KUALA LUMPUR: The Shah Alam Hospital saga has taken an “Ali Baba” twist with revelation that the main contractor for the RM482 million project did not do any work at all and yet had made a handsome profit.
Opposition MP Tony Pua (DAP-PJ Utara) said the Malaysian Anti-Corruption Commission (MACC) should look into this matter.
Speaking at press conference at Parliament today, Pua produced two documents which clearly showed that the whole project was being carried out by the sub-contractor, GM Healthcare Sdn Bhd, and not the main contractor, Sunshine Fleet Sdn Bhd.
One document stated that a letter of award was given to a sub-contractor, Isyoda (M) Sdn Bhd, a company which eventually had to opt out after it was delisted from Bursa Malaysia.
The project was subsequently given to GM Healthcare.
“In the letter of award, it was stated that RM451 million would be given to Isyoda while Sunshine Fleet (the main contractor) would receive RM482 million from the government.
“So the main contractor gets a net profit of RM31 million… this is a clear ‘Ali Baba’ project.
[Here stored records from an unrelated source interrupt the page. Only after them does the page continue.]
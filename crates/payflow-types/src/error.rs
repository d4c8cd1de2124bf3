//! Error types shared across the Payflow crates.

use crate::types::SiteId;

pub type PfResult<T> = std::result::Result<T, Error>;

#[derive(Debug)]
pub enum Error {
	NotFound,
	DbError,

	/// Admission denied by the rate limiter; carries the tier that denied.
	RateLimited { tier: &'static str },
	/// A site's derivation range is fully consumed (or generation is
	/// suspended by the gap-limit fallback).
	PoolExhausted { site: SiteId },
	/// The balance oracle errored or timed out. Callers must treat this
	/// conservatively, never as a confirmed zero balance.
	OracleUnavailable,
	/// Rejected configuration update; prior configuration is untouched.
	ValidationError(String),
	Internal(String),
	Parse,

	// externals
	Io(std::io::Error),
}

impl From<std::io::Error> for Error {
	fn from(err: std::io::Error) -> Self {
		Self::Io(err)
	}
}

impl std::fmt::Display for Error {
	fn fmt(&self, f: &mut std::fmt::Formatter) -> std::fmt::Result {
		match self {
			Error::NotFound => write!(f, "not found"),
			Error::DbError => write!(f, "database error"),
			Error::RateLimited { tier } => write!(f, "{} rate limit exceeded", tier),
			Error::PoolExhausted { site } => write!(f, "address pool exhausted for site {}", site),
			Error::OracleUnavailable => write!(f, "balance oracle unavailable"),
			Error::ValidationError(msg) => write!(f, "validation error: {}", msg),
			Error::Internal(msg) => write!(f, "internal error: {}", msg),
			Error::Parse => write!(f, "parse error"),
			Error::Io(err) => write!(f, "io error: {}", err),
		}
	}
}

impl std::error::Error for Error {}

// vim: ts=4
The PWD needs to take action against Sunshine Fleet...,” he said.
Pua said the fact that Sunshine Fleet is making a net profit without doing any work (since the whole project is handled by the sub-contractor) contradicts the terms of the contract awarded by the ministry.
Pua also said that a second letter by Isyoda to Sunshine Fleet showed that the former had promised a payment of RM46 million to the Sunshine Fleet chairman personally, and not through the main contractor.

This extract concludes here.